* **WORK ITEM**:
Among the lines below, which ones contain the word "that"? Copy every such line.

*** ENTRIES SHOWN ***

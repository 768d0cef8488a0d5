//! Deltas and delta packs.

use deltasync_codec::Fields;
use deltasync_core::{RecordId, RecordKey, RecordType, Revision};
use serde::{Deserialize, Serialize};
use std::fmt;
use uuid::Uuid;

/// Kind of change a delta describes.
#[derive(Debug, Clone, Copy, PartialEq, Eq, Hash, Serialize, Deserialize)]
#[serde(rename_all = "snake_case")]
pub enum DeltaOperation {
    /// First time the remote sees this record.
    Insert,
    /// Change to a record the remote already holds.
    Update,
    /// Logical deletion.
    Delete,
}

impl DeltaOperation {
    /// Converts to a numeric code.
    pub fn to_code(&self) -> u8 {
        match self {
            DeltaOperation::Insert => 1,
            DeltaOperation::Update => 2,
            DeltaOperation::Delete => 3,
        }
    }

    /// Converts from a numeric code.
    pub fn from_code(code: u8) -> Option<Self> {
        match code {
            1 => Some(DeltaOperation::Insert),
            2 => Some(DeltaOperation::Update),
            3 => Some(DeltaOperation::Delete),
            _ => None,
        }
    }
}

impl fmt::Display for DeltaOperation {
    fn fmt(&self, f: &mut fmt::Formatter<'_>) -> fmt::Result {
        f.write_str(match self {
            DeltaOperation::Insert => "insert",
            DeltaOperation::Update => "update",
            DeltaOperation::Delete => "delete",
        })
    }
}

/// One record's change, as transmitted.
///
/// Deltas always carry a full field snapshot; there is no field-level merge
/// on the wire.
#[derive(Debug, Clone, PartialEq, Serialize, Deserialize)]
pub struct Delta {
    /// Record identity.
    pub id: RecordId,
    /// Record type.
    pub record_type: RecordType,
    /// Change kind.
    pub operation: DeltaOperation,
    /// Revision of the record this delta was taken from.
    pub revision: Revision,
    /// Full field snapshot.
    pub fields: Fields,
    /// Mutation time on the authoring replica, in milliseconds.
    pub timestamp: i64,
}

impl Delta {
    /// Returns the record key.
    pub fn key(&self) -> RecordKey {
        RecordKey::new(self.record_type.clone(), self.id)
    }

    /// Returns true for delete deltas.
    pub fn is_delete(&self) -> bool {
        self.operation == DeltaOperation::Delete
    }
}

/// Logical timestamp of the last fully-applied remote state ("latest UST").
///
/// Zero means nothing has been pulled yet; pulling from zero is a full resync.
#[derive(
    Debug, Clone, Copy, Default, PartialEq, Eq, PartialOrd, Ord, Hash, Serialize, Deserialize,
)]
#[serde(transparent)]
pub struct Checkpoint(pub u64);

impl Checkpoint {
    /// The initial checkpoint.
    pub const ZERO: Checkpoint = Checkpoint(0);

    /// Creates a checkpoint.
    #[must_use]
    pub const fn new(value: u64) -> Self {
        Self(value)
    }

    /// Returns the raw value.
    #[must_use]
    pub const fn as_u64(self) -> u64 {
        self.0
    }
}

impl fmt::Display for Checkpoint {
    fn fmt(&self, f: &mut fmt::Formatter<'_>) -> fmt::Result {
        write!(f, "ust:{}", self.0)
    }
}

/// Identity of a delta pack, used by the remote to recognize redelivery.
#[derive(Debug, Clone, Copy, PartialEq, Eq, Hash, Serialize, Deserialize)]
#[serde(transparent)]
pub struct PackId(Uuid);

impl PackId {
    /// Creates a fresh random pack ID.
    #[must_use]
    pub fn new() -> Self {
        Self(Uuid::new_v4())
    }
}

impl Default for PackId {
    fn default() -> Self {
        Self::new()
    }
}

impl fmt::Display for PackId {
    fn fmt(&self, f: &mut fmt::Formatter<'_>) -> fmt::Result {
        write!(f, "{}", self.0)
    }
}

/// An ordered batch of deltas for one direction.
#[derive(Debug, Clone, PartialEq, Serialize, Deserialize)]
pub struct DeltaPack {
    /// Pack identity.
    pub pack_id: PackId,
    /// Device that authored an outbound pack; `None` for remote packs.
    pub origin: Option<Uuid>,
    /// For inbound packs, the latest remote checkpoint the pack covers.
    /// For outbound packs, the checkpoint the client had when extracting.
    pub source_checkpoint: Checkpoint,
    /// Deltas in application order.
    pub deltas: Vec<Delta>,
}

impl DeltaPack {
    /// Creates an empty pack.
    pub fn new(source_checkpoint: Checkpoint) -> Self {
        Self {
            pack_id: PackId::new(),
            origin: None,
            source_checkpoint,
            deltas: Vec::new(),
        }
    }

    /// Creates a pack from deltas.
    pub fn with_deltas(source_checkpoint: Checkpoint, deltas: Vec<Delta>) -> Self {
        Self {
            deltas,
            ..Self::new(source_checkpoint)
        }
    }

    /// Sets the authoring device.
    #[must_use]
    pub fn from_origin(mut self, origin: Uuid) -> Self {
        self.origin = Some(origin);
        self
    }

    /// Appends a delta.
    pub fn push(&mut self, delta: Delta) {
        self.deltas.push(delta);
    }

    /// Number of deltas.
    pub fn len(&self) -> usize {
        self.deltas.len()
    }

    /// Returns true if the pack has no deltas.
    pub fn is_empty(&self) -> bool {
        self.deltas.is_empty()
    }

    /// Iterates over deltas in order.
    pub fn iter(&self) -> std::slice::Iter<'_, Delta> {
        self.deltas.iter()
    }

    /// Groups deltas by record type, types in order of first appearance.
    pub fn by_type(&self) -> Vec<(&RecordType, Vec<&Delta>)> {
        let mut groups: Vec<(&RecordType, Vec<&Delta>)> = Vec::new();
        for delta in &self.deltas {
            match groups.iter_mut().find(|(t, _)| *t == &delta.record_type) {
                Some((_, group)) => group.push(delta),
                None => groups.push((&delta.record_type, vec![delta])),
            }
        }
        groups
    }

    /// Splits into packs of at most `size` deltas, each with its own pack ID.
    ///
    /// A `size` of zero is treated as one.
    pub fn chunks(&self, size: usize) -> Vec<DeltaPack> {
        self.deltas
            .chunks(size.max(1))
            .map(|chunk| DeltaPack {
                pack_id: PackId::new(),
                origin: self.origin,
                source_checkpoint: self.source_checkpoint,
                deltas: chunk.to_vec(),
            })
            .collect()
    }
}

impl<'a> IntoIterator for &'a DeltaPack {
    type Item = &'a Delta;
    type IntoIter = std::slice::Iter<'a, Delta>;

    fn into_iter(self) -> Self::IntoIter {
        self.deltas.iter()
    }
}

#[cfg(test)]
mod tests {
    use super::*;
    use deltasync_codec::{Decode, Encode, Value};

    fn delta(record_type: &str, revision: u64) -> Delta {
        let mut fields = Fields::new();
        fields.insert("n".into(), Value::from(revision as i64));
        Delta {
            id: RecordId::new(),
            record_type: record_type.into(),
            operation: DeltaOperation::Update,
            revision: Revision::new(revision),
            fields,
            timestamp: 1_700_000_000_000,
        }
    }

    #[test]
    fn operation_codes() {
        for op in [
            DeltaOperation::Insert,
            DeltaOperation::Update,
            DeltaOperation::Delete,
        ] {
            assert_eq!(DeltaOperation::from_code(op.to_code()), Some(op));
        }
        assert_eq!(DeltaOperation::from_code(0), None);
        assert_eq!(DeltaOperation::Delete.to_string(), "delete");
    }

    #[test]
    fn pack_wire_roundtrip() {
        let origin = Uuid::new_v4();
        let mut pack = DeltaPack::new(Checkpoint::new(42)).from_origin(origin);
        pack.push(delta("Book", 3));
        let mut tombstone = delta("Author", 9);
        tombstone.operation = DeltaOperation::Delete;
        pack.push(tombstone);

        let decoded = DeltaPack::decode(&pack.encode().unwrap()).unwrap();
        assert_eq!(decoded, pack);
        assert!(decoded.deltas[1].is_delete());
    }

    #[test]
    fn by_type_keeps_first_appearance_order() {
        let pack = DeltaPack::with_deltas(
            Checkpoint::ZERO,
            vec![delta("Book", 1), delta("Author", 1), delta("Book", 2)],
        );

        let groups = pack.by_type();
        assert_eq!(groups.len(), 2);
        assert_eq!(groups[0].0.as_str(), "Book");
        assert_eq!(groups[0].1.len(), 2);
        assert_eq!(groups[1].0.as_str(), "Author");
    }

    #[test]
    fn chunks_get_fresh_ids() {
        let pack = DeltaPack::with_deltas(
            Checkpoint::new(5),
            (1..=5).map(|r| delta("Book", r)).collect(),
        );

        let chunks = pack.chunks(2);
        assert_eq!(chunks.iter().map(DeltaPack::len).collect::<Vec<_>>(), vec![2, 2, 1]);
        assert_ne!(chunks[0].pack_id, chunks[1].pack_id);
        assert!(chunks.iter().all(|c| c.source_checkpoint == Checkpoint::new(5)));

        assert_eq!(pack.chunks(0).len(), 5);
    }

    mod properties {
        use super::*;
        use proptest::prelude::*;
        use std::collections::HashSet;

        fn pack_of(types: &[usize]) -> DeltaPack {
            let names = ["Book", "Author", "Shelf"];
            DeltaPack::with_deltas(
                Checkpoint::new(11),
                types
                    .iter()
                    .enumerate()
                    .map(|(i, t)| delta(names[*t], i as u64 + 1))
                    .collect(),
            )
            .from_origin(Uuid::nil())
        }

        proptest! {
            #[test]
            fn chunks_preserve_order_and_bounds(
                types in prop::collection::vec(0usize..3, 0..40),
                size in 0usize..12,
            ) {
                let pack = pack_of(&types);
                let chunks = pack.chunks(size);

                let rejoined: Vec<Delta> = chunks.iter().flat_map(|c| c.deltas.clone()).collect();
                prop_assert_eq!(&rejoined, &pack.deltas);

                let ids: HashSet<PackId> = chunks.iter().map(|c| c.pack_id).collect();
                prop_assert_eq!(ids.len(), chunks.len());
                for chunk in &chunks {
                    prop_assert!(!chunk.is_empty());
                    prop_assert!(chunk.len() <= size.max(1));
                    prop_assert_eq!(chunk.origin, pack.origin);
                    prop_assert_eq!(chunk.source_checkpoint, pack.source_checkpoint);
                }
            }

            #[test]
            fn by_type_partitions_the_pack(types in prop::collection::vec(0usize..3, 0..40)) {
                let pack = pack_of(&types);
                let groups = pack.by_type();

                let total: usize = groups.iter().map(|(_, g)| g.len()).sum();
                prop_assert_eq!(total, pack.len());

                let distinct: HashSet<&RecordType> = groups.iter().map(|(t, _)| *t).collect();
                prop_assert_eq!(distinct.len(), groups.len());

                for (record_type, group) in &groups {
                    prop_assert!(group.iter().all(|d| &d.record_type == *record_type));
                    // Each group keeps pack order.
                    let revisions: Vec<u64> = group.iter().map(|d| d.revision.as_u64()).collect();
                    let mut sorted = revisions.clone();
                    sorted.sort_unstable();
                    prop_assert_eq!(revisions, sorted);
                }
            }
        }
    }
}
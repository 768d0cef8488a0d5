//! Error types for deltasync core.

use crate::types::RecordKey;
use std::io;
use thiserror::Error;

/// Result type for core operations.
pub type CoreResult<T> = Result<T, CoreError>;

/// Errors raised by records, schemas and record stores.
#[derive(Debug, Error)]
pub enum CoreError {
    /// A single-record transaction could not be committed.
    #[error("commit failed for {key}: {reason}")]
    CommitFailed {
        /// The record whose commit failed.
        key: RecordKey,
        /// Reason reported by the store.
        reason: String,
    },

    /// Record not found.
    #[error("record not found: {0}")]
    NotFound(RecordKey),

    /// The record is tombstoned and cannot be edited locally.
    #[error("record is deleted: {0}")]
    RecordDeleted(RecordKey),

    /// The record's revision cannot be bumped any further.
    #[error("revision exhausted for {0}")]
    RevisionExhausted(RecordKey),

    /// The record type has not been registered.
    #[error("unknown record type: {0}")]
    UnknownRecordType(String),

    /// A record type was registered twice.
    #[error("record type already registered: {0}")]
    DuplicateRecordType(String),

    /// Field values do not match the registered schema.
    #[error("schema violation in {record_type}.{field}: {reason}")]
    SchemaViolation {
        /// Record type name.
        record_type: String,
        /// Offending field.
        field: String,
        /// What was wrong with it.
        reason: String,
    },

    /// Codec error.
    #[error("codec error: {0}")]
    Codec(#[from] deltasync_codec::CodecError),

    /// I/O error.
    #[error("I/O error: {0}")]
    Io(#[from] io::Error),
}

impl CoreError {
    /// Creates a commit failure for `key`.
    pub fn commit_failed(key: RecordKey, reason: impl Into<String>) -> Self {
        Self::CommitFailed {
            key,
            reason: reason.into(),
        }
    }

    /// Creates a schema violation error.
    pub fn schema_violation(
        record_type: impl Into<String>,
        field: impl Into<String>,
        reason: impl Into<String>,
    ) -> Self {
        Self::SchemaViolation {
            record_type: record_type.into(),
            field: field.into(),
            reason: reason.into(),
        }
    }
}
//! Error types for the sync engine.

use deltasync_codec::CodecError;
use deltasync_core::{CoreError, RecordKey};
use deltasync_protocol::ProtocolError;
use thiserror::Error;

/// Result type for sync operations.
pub type SyncResult<T> = Result<T, SyncError>;

/// Errors that can occur during sync operations.
///
/// Conflicts and stale deltas are not errors; they are reported through
/// [`crate::AppliedResult`] and observers.
#[derive(Error, Debug)]
pub enum SyncError {
    /// Network or transport error.
    #[error("transport error: {message}")]
    Transport {
        /// Error message.
        message: String,
        /// Whether the operation can be retried.
        retryable: bool,
    },

    /// A local transaction failed to commit.
    #[error("storage commit failed for {key}: {reason}")]
    StorageCommit {
        /// Record that could not be written.
        key: RecordKey,
        /// Failure reason.
        reason: String,
    },

    /// Another sync is already running on this engine.
    #[error("sync already in progress")]
    ConcurrentSyncRejected,

    /// Sync was cancelled between stages.
    #[error("sync cancelled")]
    Cancelled,

    /// Invalid or unexpected message.
    #[error("protocol error: {0}")]
    Protocol(String),

    /// Wire encoding error.
    #[error("codec error: {0}")]
    Codec(#[from] CodecError),

    /// Record store error other than a commit failure.
    #[error("store error: {0}")]
    Store(CoreError),

    /// Checkpoint could not be loaded or persisted.
    #[error("checkpoint error: {0}")]
    Checkpoint(#[from] std::io::Error),

    /// Operation timed out.
    #[error("operation timed out")]
    Timeout,
}

impl SyncError {
    /// Creates a retryable transport error.
    pub fn transport_retryable(message: impl Into<String>) -> Self {
        Self::Transport {
            message: message.into(),
            retryable: true,
        }
    }

    /// Creates a non-retryable transport error.
    pub fn transport_fatal(message: impl Into<String>) -> Self {
        Self::Transport {
            message: message.into(),
            retryable: false,
        }
    }

    /// Returns true if this error can be retried.
    pub fn is_retryable(&self) -> bool {
        match self {
            SyncError::Transport { retryable, .. } => *retryable,
            SyncError::Timeout => true,
            _ => false,
        }
    }
}

impl From<CoreError> for SyncError {
    fn from(err: CoreError) -> Self {
        match err {
            CoreError::CommitFailed { key, reason } => SyncError::StorageCommit { key, reason },
            CoreError::Codec(e) => SyncError::Codec(e),
            other => SyncError::Store(other),
        }
    }
}

impl From<ProtocolError> for SyncError {
    fn from(err: ProtocolError) -> Self {
        match err {
            ProtocolError::Codec(e) => SyncError::Codec(e),
            ProtocolError::Remote { code, message } => SyncError::Transport {
                message: format!("remote error {code}: {message}"),
                retryable: code >= 500,
            },
            other @ ProtocolError::UnexpectedMessage { .. } => {
                SyncError::Protocol(other.to_string())
            }
        }
    }
}
//! Conversion between stored records and wire deltas.

use crate::delta::{Delta, DeltaOperation};
use deltasync_core::Record;

impl Delta {
    /// Builds the outbound delta for a local record.
    ///
    /// Tombstones always produce [`DeltaOperation::Delete`]. Otherwise the
    /// operation is [`DeltaOperation::Insert`] until the remote has
    /// acknowledged the record once, then [`DeltaOperation::Update`].
    pub fn from_record(record: &Record) -> Self {
        let operation = if record.deleted {
            DeltaOperation::Delete
        } else if record.is_new() {
            DeltaOperation::Insert
        } else {
            DeltaOperation::Update
        };

        Self {
            id: record.id,
            record_type: record.record_type.clone(),
            operation,
            revision: record.revision,
            fields: record.fields.clone(),
            timestamp: record.updated_at,
        }
    }

    /// Materializes a remote delta as a clean local record.
    pub fn to_record(&self) -> Record {
        Record::from_remote(
            self.record_type.clone(),
            self.id,
            self.revision,
            self.fields.clone(),
            self.is_delete(),
            self.timestamp,
        )
    }
}

impl From<&Record> for Delta {
    fn from(record: &Record) -> Self {
        Delta::from_record(record)
    }
}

*** End of ENTRIES SHOWN ***

* **SOLUTION TO THE PROBLEM**:
    /// Device that authored an outbound pack; `None` for remote packs.
/// Errors that can occur during sync operations.
        /// Record that could not be written.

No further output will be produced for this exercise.